What I find much more relevant than the exact identity of the perpetrators is the context in which this attack happened, Tunisia has a tradition of moderation; that said, it also has a huge problem of extremism on the fringes of society.

This country has a population of 11 million people, but it has the largest - or the second-largest - group of militants that have joined the IS in Syria and Iraq, 3,000 young men have are said to have joined these terrorist groups. Also, there are said to be 7,000 or 8,000 names of young men that have been shared with police at the airports and land borders of Tunisia. Those young men are prevented from leaving Tunisia on the assumption that they are likely to join the extremist groups operating in neighboring Libya or the Middle East. So Tunisia does have an extremist problem, irrespective of who turns out to be the perpetrator of this attack.

Why might it be that many Tunisians are leaving, for example to join and fight with the "Islamic State?" Is there a reason for the disenfranchisement of a certain group of the population?

I also find that very difficult to understand. I have received bits and pieces of what is likely to be the motivation for these young men to join the extremist groups abroad. None of them have really provided a string of convincing answers; they all provide partial answers to a bigger phenomenon. My understanding is that, of course, there is a socio-economic aspect: Tunisia has a very high level of youth unemployment, it has many young men, especially in the periphery of the country outside the big coastal population centers, who have very little perspective for an economic livelihood. There are also very few opportunities outside Tunisia. Immigration to Europe is strictly limited for unskilled labor from Tunisia, and in the Arab oil-rich countries, very often the English language is a requirement and Tunisians are traditionally francophone. So there is a problem of unemployment, but I think it goes beyond that.

Tunesien Tunis Parlament Sondermeeting Bardo Museum
Tunisia's new government convened in the aftermath of the attack that took place near the parliamentary compoundImage: picture-alliance/AA/Amine Landoulsi / Anadolu Agency

Tunisia's post-independence experience under President Habib Bourguiba [editor's note: in office from 1959 to 1987] was one of staunch modernism. The country was modernized; women's rights were advanced impressively. Yet at the same time, there might have been another Tunisia - a Tunisia that is more traditional - that perhaps felt it was neglected during the nation's development, in the new identity the country was acquiring. But all of these are partial answers to a bigger phenomenon.
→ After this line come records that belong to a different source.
//! 时间片轮转（Round Robin）
//!
//! FIFO 就绪队列；到达时不抢占，由时间片到期驱动切换。

use std::collections::VecDeque;

use crate::process::{Pid, Process};
use crate::sim::SimTime;

use super::{Scheduler, TimeSlice, assert_ready};

#[derive(Debug)]
pub struct RoundRobinScheduler {
    quantum: u64,
    q: VecDeque<Pid>,
}

impl RoundRobinScheduler {
    /// # Panics
    ///
    /// `quantum` 为 0 时 panic。
    pub fn new(quantum: u64) -> Self {
        assert!(quantum > 0, "round robin quantum must be positive");
        Self {
            quantum,
            q: VecDeque::new(),
        }
    }

    pub fn quantum(&self) -> u64 {
        self.quantum
    }
}

impl Scheduler for RoundRobinScheduler {
    fn add_process(&mut self, pid: Pid, p: &Process) {
        assert_ready(p);
        debug_assert!(!self.q.contains(&pid));
        self.q.push_back(pid);
    }

    fn next_process(&mut self) -> Option<Pid> {
        self.q.pop_front()
    }

    fn has_processes(&self) -> bool {
        !self.q.is_empty()
    }

    fn should_preempt(&self, _running: &Process, _arriving: &Process, _now: SimTime) -> bool {
        false
    }

    fn time_slice(&self) -> TimeSlice {
        TimeSlice::Quantum(self.quantum)
    }

    fn len(&self) -> usize {
        self.q.len()
    }
}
Tunisia is often hailed as the success story of the Arab Spring. The country that made the largest strides towards democracy and with relatively low levels of the violence we've seen in places like Egypt, or Libya to the south. Do you see yesterday's attack as having any effect on this process - negative or positive?

First of all, Tunisia has been the only remaining hope of the Arab Spring. Its transition to democracy has been a success story, especially the drafting of its new, progressive constitution, the holding of free and fair parliamentary and presidential elections, and ultimately the formation - just last month - of its new government.
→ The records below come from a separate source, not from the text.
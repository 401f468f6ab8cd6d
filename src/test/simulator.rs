use crate::process::{Pid, ProcessState};
use crate::sched::{DEFAULT_POLICIES, Policy};
use crate::sim::{SimTime, Simulator, run_policy};
use crate::workload::{ProcessSpec, RandomOpts, Workload, generate};

fn sim(policy: Policy, overhead: u64, specs: &[ProcessSpec]) -> Simulator {
    let mut sim = Simulator::new(policy.build(), overhead).with_transition_log();
    for s in specs {
        sim.add_process(s.to_process());
    }
    sim
}

fn spec(id: u32, arrival: u64, bursts: &[u64]) -> ProcessSpec {
    ProcessSpec::from_alternating(id, arrival, bursts)
}

/// 按派发顺序列出进程 id
fn dispatch_order(sim: &Simulator) -> Vec<u32> {
    sim.transitions()
        .iter()
        .filter(|t| t.to == ProcessState::Running)
        .map(|t| t.process)
        .collect()
}

#[test]
fn fcfs_dispatches_in_arrival_order() {
    let mut s = sim(
        Policy::Fcfs,
        0,
        &[spec(1, 0, &[30]), spec(2, 5, &[20]), spec(3, 10, &[10])],
    );
    let stats = s.run().clone();

    assert_eq!(dispatch_order(&s), vec![1, 2, 3]);
    assert_eq!(stats.total_time, 60);
    assert_eq!(stats.cpu_utilization(), 100);

    let starts: Vec<_> = stats.processes.iter().map(|p| p.start_time).collect();
    assert_eq!(starts, vec![Some(0), Some(30), Some(50)]);
    let waits: Vec<_> = stats.processes.iter().map(|p| p.wait_time).collect();
    assert_eq!(waits, vec![0, 25, 40]);
}

#[test]
fn srtn_preempts_the_instant_a_shorter_process_arrives() {
    let mut s = sim(
        Policy::Srtn,
        0,
        &[spec(1, 0, &[100]), spec(2, 0, &[40])],
    );
    s.run_until(SimTime::ZERO);

    assert_eq!(s.now(), SimTime::ZERO);
    assert_eq!(s.running(), Some(Pid(1)));
    assert_eq!(s.process(Pid(0)).state(), ProcessState::Ready);
    assert_eq!(s.process(Pid(0)).remaining_in_burst(), 100);
    assert_eq!(s.process(Pid(1)).state(), ProcessState::Running);
    assert_eq!(s.scheduler().len(), 1);

    let at_zero: Vec<_> = s
        .transitions()
        .iter()
        .map(|t| (t.process, t.from, t.to))
        .collect();
    use ProcessState::*;
    assert_eq!(
        at_zero,
        vec![
            (1, New, Ready),
            (1, Ready, Running),
            (2, New, Ready),
            (1, Running, Ready),
            (2, Ready, Running),
        ]
    );

    let stats = s.run().clone();
    assert_eq!(stats.total_time, 140);
    assert_eq!(stats.processes[0].finish_time, Some(140));
    assert_eq!(stats.processes[0].service_time, 100);
    assert_eq!(stats.processes[0].start_time, Some(0));
    assert_eq!(stats.processes[1].finish_time, Some(40));
    // 2 次到达、1 次抢占、2 次完成，外加 1 个被丢弃的过期完成事件
    assert_eq!(s.events_processed(), 6);
}

#[test]
fn srtn_preemption_mid_burst_returns_unused_time() {
    let mut s = sim(
        Policy::Srtn,
        0,
        &[spec(1, 0, &[100]), spec(2, 30, &[40])],
    );
    s.run_until(SimTime(30));
    assert_eq!(s.running(), Some(Pid(1)));
    assert_eq!(s.process(Pid(0)).remaining_in_burst(), 70);
    assert_eq!(s.process(Pid(0)).service_time(), 30);

    let stats = s.run().clone();
    assert_eq!(stats.processes[0].finish_time, Some(140));
    assert_eq!(stats.processes[0].service_time, 100);
    assert_eq!(stats.processes[0].wait_time, 40);
    assert_eq!(stats.processes[1].turnaround_time, Some(40));
    assert_eq!(stats.cpu_busy_time, 140);
}

#[test]
fn srtn_process_returning_from_io_can_preempt() {
    let mut s = sim(
        Policy::Srtn,
        0,
        &[spec(1, 0, &[5, 10, 5]), spec(2, 1, &[50])],
    );
    let stats = s.run().clone();

    assert!(s.transitions().iter().any(|t| t.at == SimTime(15)
        && t.process == 2
        && t.from == ProcessState::Running
        && t.to == ProcessState::Ready));
    assert_eq!(stats.processes[0].finish_time, Some(20));
    assert_eq!(stats.processes[0].io_time, 10);
    assert_eq!(stats.processes[1].finish_time, Some(60));
    assert_eq!(stats.processes[1].service_time, 50);
    assert_eq!(stats.total_time, 60);
}

#[test]
fn sjf_picks_shortest_burst_at_dispatch_without_preempting() {
    let mut s = sim(
        Policy::Sjf,
        0,
        &[spec(1, 0, &[50]), spec(2, 1, &[30]), spec(3, 2, &[10])],
    );
    let stats = s.run().clone();

    assert_eq!(dispatch_order(&s), vec![1, 3, 2]);
    let finish: Vec<_> = stats.processes.iter().map(|p| p.finish_time).collect();
    assert_eq!(finish, vec![Some(50), Some(90), Some(60)]);
}

#[test]
fn round_robin_slices_a_single_burst_into_quanta() {
    let mut s = sim(Policy::RoundRobin { quantum: 10 }, 0, &[spec(1, 0, &[25])]);

    s.run_until(SimTime(10));
    assert_eq!(s.running(), Some(Pid(0)));
    assert_eq!(s.process(Pid(0)).service_time(), 10);
    // 下一个时间片已经扣除
    assert_eq!(s.process(Pid(0)).remaining_in_burst(), 5);

    let stats = s.run().clone();
    let expirations = s
        .transitions()
        .iter()
        .filter(|t| t.from == ProcessState::Running && t.to == ProcessState::Ready)
        .count();
    assert_eq!(expirations, 2);
    assert_eq!(stats.processes[0].finish_time, Some(25));
    assert_eq!(stats.processes[0].service_time, 25);
    assert_eq!(stats.cpu_utilization(), 100);
}

#[test]
fn switch_overhead_is_charged_on_completion_and_quantum_expiry() {
    let mut s = sim(Policy::RoundRobin { quantum: 10 }, 2, &[spec(1, 0, &[25])]);
    let stats = s.run().clone();

    assert_eq!(stats.processes[0].finish_time, Some(29));
    assert_eq!(stats.total_time, 29);
    assert_eq!(stats.process_switch_time, 6);
    assert_eq!(stats.cpu_busy_time, 25);
    assert_eq!(stats.cpu_utilization(), 86);
}

#[test]
fn arrival_is_handled_before_completion_at_the_same_time() {
    let mut s = sim(Policy::Fcfs, 3, &[spec(1, 0, &[10]), spec(2, 10, &[5])]);
    let stats = s.run().clone();

    let first_at_ten: Vec<_> = s
        .transitions()
        .iter()
        .filter(|t| t.at == SimTime(10))
        .map(|t| (t.process, t.to))
        .collect();
    assert_eq!(
        first_at_ten,
        vec![(2, ProcessState::Ready), (1, ProcessState::Terminated)]
    );
    assert_eq!(stats.processes[1].start_time, Some(13));
    assert_eq!(stats.processes[1].wait_time, 3);
    assert_eq!(stats.processes[1].finish_time, Some(18));
    assert_eq!(stats.total_time, 18);
    assert_eq!(stats.process_switch_time, 6);
}

#[test]
fn clock_never_runs_backwards_past_switch_overhead() {
    let mut s = sim(Policy::Fcfs, 10, &[spec(1, 0, &[5]), spec(2, 7, &[5])]);
    let stats = s.run().clone();

    assert_eq!(stats.processes[1].start_time, Some(15));
    assert_eq!(stats.processes[1].finish_time, Some(20));
    assert_eq!(stats.processes[1].turnaround_time, Some(13));
    assert_eq!(stats.total_time, 20);
    assert_eq!(stats.cpu_utilization(), 50);
}

#[test]
fn io_bursts_block_and_conserve_time() {
    let mut s = sim(
        Policy::Fcfs,
        0,
        &[spec(1, 0, &[10, 15, 20]), spec(2, 5, &[30])],
    );

    s.run_until(SimTime(20));
    assert!(s.is_blocked(Pid(0)));
    assert_eq!(s.io_completion_time(Pid(0)), Some(SimTime(25)));
    assert_eq!(s.io_completion_time(Pid(1)), None);
    assert_eq!(s.blocked_count(), 1);
    assert_eq!(s.process(Pid(0)).state(), ProcessState::Blocked);
    assert_eq!(s.running(), Some(Pid(1)));

    let stats = s.run().clone();
    assert_eq!(s.blocked_count(), 0);
    assert_eq!(s.io_completion_time(Pid(0)), None);
    let p1 = &stats.processes[0];
    assert_eq!((p1.service_time, p1.io_time), (30, 15));
    assert_eq!(p1.turnaround_time, Some(60));
    assert_eq!(stats.processes[1].turnaround_time, Some(35));
    assert_eq!(stats.total_time, 60);
    assert_eq!(stats.cpu_utilization(), 100);
}

#[test]
fn every_policy_terminates_and_conserves_burst_time() {
    let opts = RandomOpts {
        processes: 12,
        ..RandomOpts::default()
    };
    let workload = generate(&opts, 7);

    for policy in DEFAULT_POLICIES {
        let report = run_policy(policy, &workload, false);
        let stats = &report.statistics;
        assert!(stats.cpu_utilization() <= 100, "{}", report.policy);
        assert_eq!(stats.processes.len(), workload.processes.len());

        for (p, spec) in stats.processes.iter().zip(&workload.processes) {
            assert_eq!(p.state, ProcessState::Terminated, "{}", report.policy);
            assert_eq!(p.service_time, spec.cpu_bursts.iter().sum::<u64>());
            assert_eq!(p.io_time, spec.io_bursts.iter().sum::<u64>());
            let finish = p.finish_time.expect("finished");
            assert!(finish >= p.arrival_time);
            assert_eq!(p.turnaround_time, Some(finish - p.arrival_time));
        }
        let busy: u64 = stats.processes.iter().map(|p| p.service_time).sum();
        assert_eq!(stats.cpu_busy_time, busy);
    }
}

#[test]
fn runs_with_different_policies_do_not_share_state() {
    let workload = Workload {
        switch_overhead: 0,
        processes: vec![spec(1, 0, &[100]), spec(2, 30, &[40])],
    };

    let fcfs = run_policy(Policy::Fcfs, &workload, false);
    let srtn = run_policy(Policy::Srtn, &workload, false);
    let fcfs_again = run_policy(Policy::Fcfs, &workload, false);

    assert_eq!(fcfs.statistics.processes[1].turnaround_time, Some(110));
    assert_eq!(srtn.statistics.processes[1].turnaround_time, Some(40));
    assert_eq!(fcfs.statistics, fcfs_again.statistics);
    assert_eq!(workload.processes[0].cpu_bursts, vec![100]);
}

#[test]
fn empty_workload_has_zero_utilization() {
    let mut s = sim(Policy::Fcfs, 5, &[]);
    let stats = s.run();
    assert_eq!(stats.total_time, 0);
    assert_eq!(stats.cpu_utilization(), 0);
    assert!(!s.has_pending_events());
}

#[test]
fn transition_lines_read_like_a_trace() {
    let report = run_policy(
        Policy::Fcfs,
        &Workload {
            switch_overhead: 0,
            processes: vec![spec(1, 0, &[5])],
        },
        true,
    );
    let lines: Vec<String> = report.transitions.iter().map(|t| t.to_string()).collect();
    assert_eq!(
        lines,
        vec![
            "At time 0: Process 1 moves from new to ready",
            "At time 0: Process 1 moves from ready to running",
            "At time 5: Process 1 moves from running to terminated",
        ]
    );
}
That said, the amount of praise might have been exaggerated due to our own wishful thinking, due to our own wish to have a success story within the Arab Spring countries. The attack yesterday, that massacre, threatens the economic development of Tunisia, and therefore might actually nurture the climate of economic decline that is fuelling extremism. But it might also convince Tunisians, or lead Tunisians to accept limitations on political freedoms that they have fought very hard to acquire. And that's definitely a danger or a worry among human rights activists in this country. But hope remains, not least due to Tunisia's vibrant civil society, its educated middle class and its history of moderation and openness.

Ralf Erbel, based in Tunis, is the project leader for Tunisia and Libya for the Friedrich Naumann Foundation for Freedom.